Jakarta – The Indonesian government – which is starved of funds to help the country's poor – will increase pressure on former bank owners to repay billions of dollars in state loans, the top economics minister, Dorodjatun Kuntjoro-Jakti, said Tuesday.

He said the cabinet would decide soon whether to go ahead with a controversial plan to extend the repayment period to 10 years from four, following fierce public opposition to any extension.

"I'm waiting for everybody in the cabinet, I hope by the beginning of March, to have a decision on where we are heading, [whether] to go back to the old contract," Kuntjoro-Jakti said in a speech to foreign correspondents. "And then we just impress upon all those who signed: 'Look what happened to the discussion in public. It's not just a matter of this governmnet who asked you please to come forward'."

The central bank between 1998 and 1999 injected billions of dollars in emergency liquidity to banks hit by the financial crisis that began in 1997. But a report by the state Supreme Audit Agency in August 2000 concluded that more than 95 percent of the funds had been misused. Only a fraction had since been returned to state coffers. Kuntjoro-Jakti said assets pledged as collateral were worth only about 30 percent or less of the outstanding loans.

Kuntjoro-Jakti said he had examined many of the original deals with banks and was amazed at how the contracts were so weak. He said the losses would have to be borne by all Indonesians but vowed to pressure those who owed the most. "I plan ... to persuade big debtors to be more co-operative than what we have seen in the last four years," he said.

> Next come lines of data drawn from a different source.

//! Domain-specific error types for lnmc.
//!
//! This module provides a structured error hierarchy using [`thiserror`].
//! Internal modules return typed errors (e.g., [`ManifestError`],
//! [`ActionError`]) while the binary converts them to [`anyhow::Error`] via
//! the standard `?` operator.
//!
//! # Error hierarchy
//!
//! ```text
//! LnmcError
//! ├── Usage(UsageError)      : invalid command-line path arguments
//! ├── Manifest(ManifestError): unreadable or mis-shaped manifest
//! └── EntriesFailed          : one or more entries hit a filesystem fault
//! ```
//!
//! [`ActionError`] describes the individual faults; the engine wraps them in
//! [`anyhow::Error`] with the path context of the entry being processed.
//! [`ResolveError`] is yielded by the resolver for a directory it cannot
//! list.
//!
//! Per-entry conditions that merely skip an entry (missing source, existing
//! destination without `--rewrite`) are not errors; they are reported as
//! [`Event`](crate::logging::Event)s.

use std::io;
use std::path::PathBuf;

use thiserror::Error;

/// Top-level error type for lnmc.
#[derive(Error, Debug)]
pub enum LnmcError {
    /// A command-line argument is invalid.
    #[error("Usage error: {0}")]
    Usage(#[from] UsageError),

    /// The manifest file could not be read or has the wrong shape.
    #[error("Manifest error: {0}")]
    Manifest(#[from] ManifestError),

    /// At least one entry failed with a filesystem fault.
    #[error("{count} of {total} entries failed")]
    EntriesFailed {
        /// Number of failed entries.
        count: usize,
        /// Number of entries processed.
        total: usize,
    },
}

/// Errors in the path arguments given on the command line.
#[derive(Error, Debug)]
pub enum UsageError {
    /// A required path does not exist.
    #[error("{what} does not exist: {}", .path.display())]
    MissingPath {
        /// Which argument the path was given for.
        what: &'static str,
        /// The offending path.
        path: PathBuf,
    },

    /// A path that must be a directory is something else.
    #[error("{what} is not a directory: {}", .path.display())]
    NotADirectory {
        /// Which argument the path was given for.
        what: &'static str,
        /// The offending path.
        path: PathBuf,
    },

    /// The manifest path is not a regular file.
    #[error("manifest is not a regular file: {}", .path.display())]
    NotAFile {
        /// The offending path.
        path: PathBuf,
    },

    /// The destination directory cannot be written to.
    #[error("destination directory is not writable: {}", .path.display())]
    NotWritable {
        /// The offending path.
        path: PathBuf,
    },
}

/// Errors raised while loading the manifest file.
///
/// Every variant names the manifest file so the message is actionable on
/// its own.
#[derive(Error, Debug)]
pub enum ManifestError {
    /// The manifest could not be read from disk.
    #[error("cannot read {}: {source}", .path.display())]
    Io {
        /// Path to the manifest.
        path: PathBuf,
        /// Underlying I/O error.
        source: io::Error,
    },

    /// The manifest is not valid YAML.
    #[error("invalid YAML in {}: {source}", .path.display())]
    Parse {
        /// Path to the manifest.
        path: PathBuf,
        /// Underlying parser error.
        source: serde_yaml::Error,
    },

    /// The manifest contains no document.
    #[error("{} is empty", .path.display())]
    Empty {
        /// Path to the manifest.
        path: PathBuf,
    },

    /// The top-level document is not a mapping.
    #[error("{} must contain a mapping of directories, found {found}", .path.display())]
    NotAMapping {
        /// Path to the manifest.
        path: PathBuf,
        /// Kind of value found instead.
        found: &'static str,
    },

    /// A directory key is not a string.
    #[error("{}: directory keys must be strings, found {found}", .path.display())]
    InvalidKey {
        /// Path to the manifest.
        path: PathBuf,
        /// Kind of value found instead.
        found: &'static str,
    },

    /// A directory value is neither `null` nor a list.
    #[error("{}: entries of '{directory}' must be null or a list, found {found}", .path.display())]
    InvalidEntries {
        /// Path to the manifest.
        path: PathBuf,
        /// The directory key whose value is wrong.
        directory: String,
        /// Kind of value found instead.
        found: &'static str,
    },

    /// An item in an entry list is not a string.
    #[error("{}: entry names in '{directory}' must be strings, found {found}", .path.display())]
    InvalidEntryName {
        /// Path to the manifest.
        path: PathBuf,
        /// The directory key containing the bad item.
        directory: String,
        /// Kind of value found instead.
        found: &'static str,
    },
}

/// Filesystem faults that abort a single entry.
#[derive(Error, Debug)]
pub enum ActionError {
    /// The copy source is neither a regular file nor a directory.
    #[error("cannot copy {}: not a regular file or directory", .path.display())]
    UnsupportedFileType {
        /// The socket, FIFO, device, etc. that was encountered.
        path: PathBuf,
    },

    /// The destination is the source, or one contains the other, so
    /// replacing the destination would destroy the source.
    #[error("{} overlaps its source {}", .dst.display(), .src.display())]
    SameSourceAndDestination {
        /// Canonical source path.
        src: PathBuf,
        /// Absolute destination path.
        dst: PathBuf,
    },

    /// The directory that should contain the destination does not exist.
    #[error("destination directory does not exist: {}", .path.display())]
    DestinationParentMissing {
        /// The missing parent directory.
        path: PathBuf,
    },
}

/// A source directory that could not be listed for "all entries".
#[derive(Error, Debug)]
#[error("cannot list {}: {source}", .dir.display())]
pub struct ResolveError {
    /// The directory that was being listed.
    pub dir: PathBuf,
    /// Underlying I/O error.
    pub source: io::Error,
}

impl ResolveError {
    /// Whether the directory simply does not exist.
    #[must_use]
    pub fn is_not_found(&self) -> bool {
        self.source.kind() == io::ErrorKind::NotFound
    }
}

The minister put the total "cost of the crisis" to the government at the equivalent of 44 billion dollars but did not give a breakdown. Kuntjoro-Jakti said annual payments on this would cost the government 58 trillion rupiah (5.7 billion dollars) this year – compared with a mere 2.8 trillion rupiah spent on compensating the poor for the effects of a recent fuel price rise.

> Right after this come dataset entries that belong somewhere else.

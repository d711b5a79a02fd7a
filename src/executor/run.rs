use std::process::Stdio;
use std::time::Duration;

use serde::Serialize;
use tokio::process::Command;
use tracing::{debug, warn};

use super::{CommandExecutor, ParsedCommand};
use crate::error::{ExecError, SecurityViolation};

/// Captured result of one child process: full stdout and stderr text plus
/// the numeric exit code. Produced once per execution call.
#[derive(Debug, Clone, Serialize)]
pub struct ExecutionOutcome {
    pub stdout: String,
    pub stderr: String,
    pub exit_code: i32,
}

impl CommandExecutor {
    /// Validate `raw` and, only if every check passes, run it as a direct
    /// process invocation — argv `[command] + args`, never a shell.
    ///
    /// The call blocks (asynchronously) for up to `command_timeout` seconds.
    /// On expiry the child is killed and [`ExecError::Timeout`] returned.
    /// Exactly one child is spawned per successful validation; no retry is
    /// performed on any failure path.
    pub async fn execute(&self, raw: &str) -> Result<ExecutionOutcome, ExecError> {
        // Length bound precedes everything else so oversized input never
        // reaches the parser.
        let length = raw.chars().count();
        let max = self.config.max_command_length();
        if length > max {
            return Err(SecurityViolation::CommandTooLong { length, max }.into());
        }

        let parsed = self.validate(raw).map_err(|violation| {
            warn!(%violation, "command rejected");
            violation
        })?;
        self.run(&parsed).await
    }

    async fn run(&self, parsed: &ParsedCommand) -> Result<ExecutionOutcome, ExecError> {
        debug!(command = %parsed.command, args = parsed.args.len(), "spawning child");

        let mut cmd = Command::new(&parsed.command);
        cmd.args(&parsed.args)
            .current_dir(&self.root)
            .stdin(Stdio::null())
            .stdout(Stdio::piped())
            .stderr(Stdio::piped())
            // Dropping the wait future on the timeout path must not leave
            // the child running: the runtime kills and reaps it.
            .kill_on_drop(true);

        let child = cmd.spawn().map_err(ExecError::ExecutionFailed)?;
        let seconds = self.config.command_timeout();

        match tokio::time::timeout(Duration::from_secs(seconds), child.wait_with_output()).await {
            Ok(Ok(output)) => Ok(ExecutionOutcome {
                stdout: String::from_utf8_lossy(&output.stdout).into_owned(),
                stderr: String::from_utf8_lossy(&output.stderr).into_owned(),
                // Signal-terminated children carry no exit code.
                exit_code: output.status.code().unwrap_or(-1),
            }),
            Ok(Err(e)) => Err(ExecError::ExecutionFailed(e)),
            Err(_) => {
                warn!(command = %parsed.command, seconds, "command timed out; child killed");
                Err(ExecError::Timeout { seconds })
            }
        }
    }
}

Last week the International Monetary Fund (IMF) called for a "clear strategy" from the government to recover the loans. It said a visiting IMF team had held talks with authorities on the need to improve the recovery of funds from the banks' former owners. "The team looks forward to the government developing a clear strategy on this matter, recognising its importance for fiscal recoveries," the IMF said.

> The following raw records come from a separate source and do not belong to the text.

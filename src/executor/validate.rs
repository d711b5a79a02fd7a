use serde::Serialize;
use tracing::debug;

use super::{CommandExecutor, path};
use crate::error::SecurityViolation;

/// Shell operators this system refuses to interpret. Scanned as literal
/// substrings on the RAW string, before tokenization, so quoting cannot hide
/// one. The reported operator is the first match in list order.
const SHELL_OPERATORS: &[&str] = &["&&", "||", "|", ">", ">>", "<", "<<", ";"];

/// A fully-validated command: the originally parsed tokens, verbatim.
/// Produced by [`CommandExecutor::validate`], consumed immediately by
/// execution, never persisted.
#[derive(Debug, Clone, PartialEq, Eq, Serialize)]
pub struct ParsedCommand {
    pub command: String,
    pub args: Vec<String>,
}

fn find_shell_operator(raw: &str) -> Option<&'static str> {
    SHELL_OPERATORS.iter().copied().find(|op| raw.contains(op))
}

impl CommandExecutor {
    /// Validate and parse a raw command string.
    ///
    /// In order: shell-operator rejection on the raw string, shell-word
    /// tokenization (quoting honored, no expansion), exact command-name
    /// allowlist, then per-argument checks — exact flag allowlist for
    /// `-`-prefixed tokens, canonical containment for path-shaped tokens,
    /// and a whole-token pattern match for every non-flag token. The first
    /// failing check wins; nothing is normalized or rewritten on success.
    pub fn validate(&self, raw: &str) -> Result<ParsedCommand, SecurityViolation> {
        if let Some(operator) = find_shell_operator(raw) {
            return Err(SecurityViolation::UnsupportedOperator { operator });
        }

        let tokens = shell_words::split(raw)
            .map_err(|e| SecurityViolation::InvalidCommandFormat(e.to_string()))?;
        let Some((command, args)) = tokens.split_first() else {
            return Err(SecurityViolation::EmptyCommand);
        };

        if !self.config.allowed_commands().contains(command) {
            return Err(SecurityViolation::CommandNotAllowed {
                command: command.clone(),
            });
        }

        for arg in args {
            self.check_argument(arg)?;
        }

        debug!(command = %command, args = args.len(), "command validated");
        Ok(ParsedCommand {
            command: command.clone(),
            args: args.to_vec(),
        })
    }

    fn check_argument(&self, arg: &str) -> Result<(), SecurityViolation> {
        // Flag-shaped tokens are allowlisted exactly; no pattern or path
        // check applies to them.
        if arg.starts_with('-') {
            if !self.config.allowed_flags().contains(arg) {
                return Err(SecurityViolation::FlagNotAllowed {
                    flag: arg.to_string(),
                });
            }
            return Ok(());
        }

        if path::is_path_shaped(arg) && !self.is_path_contained(arg) {
            return Err(SecurityViolation::PathNotAllowed {
                path: arg.to_string(),
            });
        }

        // Containment is in addition to the pattern gate, never instead of
        // it: a path argument must satisfy both.
        if !self.config.matches_any_pattern(arg) {
            return Err(SecurityViolation::ArgumentNotAllowed {
                argument: arg.to_string(),
            });
        }

        Ok(())
    }
}

#[cfg(test)]
mod tests {
    use super::*;
    use crate::config::SecurityConfig;
    use std::fs;
    use std::path::Path;
    use tempfile::TempDir;

    fn strings(list: &[&str]) -> Vec<String> {
        list.iter().map(ToString::to_string).collect()
    }

    fn executor_with(
        root: &Path,
        commands: &[&str],
        flags: &[&str],
        patterns: &[&str],
    ) -> CommandExecutor {
        let config = SecurityConfig::new(
            strings(commands),
            strings(flags),
            strings(patterns),
            1024,
            30,
        )
        .expect("valid config");
        CommandExecutor::new(root, config).expect("executor")
    }

    fn scenario_executor(root: &Path) -> CommandExecutor {
        executor_with(root, &["ls", "cat"], &["-l"], &[r"^[\w\-. ]+$"])
    }

    #[test]
    fn accepts_allowed_command_flag_and_filename() {
        let sandbox = TempDir::new().expect("tempdir");
        let executor = scenario_executor(sandbox.path());

        let parsed = executor.validate("ls -l notes.txt").expect("accepted");
        assert_eq!(parsed.command, "ls");
        assert_eq!(parsed.args, vec!["-l", "notes.txt"]);
    }

    #[test]
    fn rejects_every_shell_operator_regardless_of_allowlist() {
        let sandbox = TempDir::new().expect("tempdir");
        let executor = scenario_executor(sandbox.path());

        for raw in [
            "ls && cat notes.txt",
            "ls || cat notes.txt",
            "ls | cat",
            "ls > out.txt",
            "ls >> out.txt",
            "ls < in.txt",
            "ls << EOF",
            "ls -l; cat secret",
        ] {
            let err = executor.validate(raw).unwrap_err();
            assert!(
                matches!(err, SecurityViolation::UnsupportedOperator { .. }),
                "expected operator rejection for {raw:?}, got {err:?}"
            );
        }
    }

    #[test]
    fn semicolon_rejection_names_the_operator() {
        let sandbox = TempDir::new().expect("tempdir");
        let executor = scenario_executor(sandbox.path());

        let err = executor.validate("ls -l; cat secret").unwrap_err();
        assert!(matches!(
            err,
            SecurityViolation::UnsupportedOperator { operator: ";" }
        ));
    }

    #[test]
    fn operator_scan_runs_on_the_raw_string_before_tokenization() {
        let sandbox = TempDir::new().expect("tempdir");
        let executor = scenario_executor(sandbox.path());

        // Quoting would hide the operator from the tokenizer; the raw-string
        // scan still sees it.
        let err = executor.validate("ls 'a && b'").unwrap_err();
        assert!(matches!(
            err,
            SecurityViolation::UnsupportedOperator { operator: "&&" }
        ));
    }

    #[test]
    fn rejects_disallowed_command() {
        let sandbox = TempDir::new().expect("tempdir");
        let executor = scenario_executor(sandbox.path());

        let err = executor.validate("rm -rf /").unwrap_err();
        match err {
            SecurityViolation::CommandNotAllowed { command } => assert_eq!(command, "rm"),
            other => panic!("expected CommandNotAllowed, got {other:?}"),
        }
    }

    #[test]
    fn command_check_is_exact_and_case_sensitive() {
        let sandbox = TempDir::new().expect("tempdir");
        let executor = scenario_executor(sandbox.path());

        assert!(matches!(
            executor.validate("lsblk").unwrap_err(),
            SecurityViolation::CommandNotAllowed { .. }
        ));
        assert!(matches!(
            executor.validate("Ls").unwrap_err(),
            SecurityViolation::CommandNotAllowed { .. }
        ));
    }

    #[test]
    fn rejects_disallowed_flag_exactly() {
        let sandbox = TempDir::new().expect("tempdir");
        let executor = scenario_executor(sandbox.path());

        let err = executor.validate("ls -a").unwrap_err();
        match err {
            SecurityViolation::FlagNotAllowed { flag } => assert_eq!(flag, "-a"),
            other => panic!("expected FlagNotAllowed, got {other:?}"),
        }

        // No prefix matching: "-l" being allowed does not admit "-la".
        assert!(matches!(
            executor.validate("ls -la").unwrap_err(),
            SecurityViolation::FlagNotAllowed { .. }
        ));
    }

    #[test]
    fn allowed_flags_skip_the_pattern_gate() {
        let sandbox = TempDir::new().expect("tempdir");
        // "--help" does not match the base pattern, but flags are never
        // pattern-checked.
        let executor = executor_with(sandbox.path(), &["ls"], &["--help"], &[r"^[\w\-. ]+$"]);
        assert!(executor.validate("ls --help").is_ok());
    }

    #[test]
    fn rejects_path_outside_sandbox() {
        let sandbox = TempDir::new().expect("tempdir");
        let executor = scenario_executor(sandbox.path());

        let err = executor.validate("ls /etc/passwd").unwrap_err();
        match err {
            SecurityViolation::PathNotAllowed { path } => assert_eq!(path, "/etc/passwd"),
            other => panic!("expected PathNotAllowed, got {other:?}"),
        }

        assert!(matches!(
            executor.validate("cat ../outside.txt").unwrap_err(),
            SecurityViolation::PathNotAllowed { .. }
        ));
    }

    #[test]
    fn contained_path_still_faces_the_pattern_gate() {
        let sandbox = TempDir::new().expect("tempdir");
        fs::create_dir(sandbox.path().join("sub")).expect("mkdir");
        fs::write(sandbox.path().join("sub/notes.txt"), "hi\n").expect("write");

        // Base pattern has no separator, so a nested path inside the
        // sandbox passes containment but fails the pattern check.
        let executor = scenario_executor(sandbox.path());
        let err = executor.validate("cat sub/notes.txt").unwrap_err();
        assert!(matches!(
            err,
            SecurityViolation::ArgumentNotAllowed { .. }
        ));

        // A separator-aware pattern admits the same argument.
        let executor = executor_with(sandbox.path(), &["cat"], &[], &[r"^[\w\-. /]+$"]);
        let parsed = executor.validate("cat sub/notes.txt").expect("accepted");
        assert_eq!(parsed.args, vec!["sub/notes.txt"]);
    }

    #[test]
    fn rejects_non_matching_plain_argument() {
        let sandbox = TempDir::new().expect("tempdir");
        let executor = scenario_executor(sandbox.path());

        let err = executor.validate("ls 'notes;txt'").unwrap_err();
        match err {
            SecurityViolation::ArgumentNotAllowed { argument } => {
                assert_eq!(argument, "notes;txt");
            }
            other => panic!("expected ArgumentNotAllowed, got {other:?}"),
        }
    }

    #[test]
    fn quoted_arguments_tokenize_as_single_tokens() {
        let sandbox = TempDir::new().expect("tempdir");
        let executor = scenario_executor(sandbox.path());

        let parsed = executor.validate("cat 'my notes.txt'").expect("accepted");
        assert_eq!(parsed.args, vec!["my notes.txt"]);
    }

    #[test]
    fn malformed_quoting_is_an_invalid_format() {
        let sandbox = TempDir::new().expect("tempdir");
        let executor = scenario_executor(sandbox.path());

        let err = executor.validate("ls 'unterminated").unwrap_err();
        assert!(matches!(err, SecurityViolation::InvalidCommandFormat(_)));
    }

    #[test]
    fn empty_and_blank_input_is_an_empty_command() {
        let sandbox = TempDir::new().expect("tempdir");
        let executor = scenario_executor(sandbox.path());

        assert!(matches!(
            executor.validate("").unwrap_err(),
            SecurityViolation::EmptyCommand
        ));
        assert!(matches!(
            executor.validate("   \t ").unwrap_err(),
            SecurityViolation::EmptyCommand
        ));
    }

    #[test]
    fn validation_is_idempotent() {
        let sandbox = TempDir::new().expect("tempdir");
        let executor = scenario_executor(sandbox.path());

        let first = executor.validate("ls -l notes.txt").expect("accepted");
        let second = executor.validate("ls -l notes.txt").expect("accepted");
        assert_eq!(first, second);

        let first = executor.validate("ls /etc/passwd").unwrap_err();
        let second = executor.validate("ls /etc/passwd").unwrap_err();
        assert_eq!(first.to_string(), second.to_string());
    }

    #[test]
    fn tokens_are_passed_through_verbatim() {
        let sandbox = TempDir::new().expect("tempdir");
        let executor = scenario_executor(sandbox.path());

        // Quote removal is the tokenizer's job; beyond that nothing is
        // normalized or substituted.
        let parsed = executor.validate(r"ls -l my\ file.txt").expect("accepted");
        assert_eq!(parsed.args, vec!["-l", "my file.txt"]);
    }
}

Finance Minister Budiono was quoted Tuesday as saying the plan to extend debt repayment periods might impede debt rescheduling talks with the Paris Club of creditors, "The debt extension issue will be part of the letter of intent to the IMF which must be approved and signed by the IMF board in Washington before the upcoming Paris Club," Koran Tempo quoted him as saying. The Paris Club meeting is scheduled for April to discuss a rescheduling of debt maturing in the period of April 2002 to December 2003.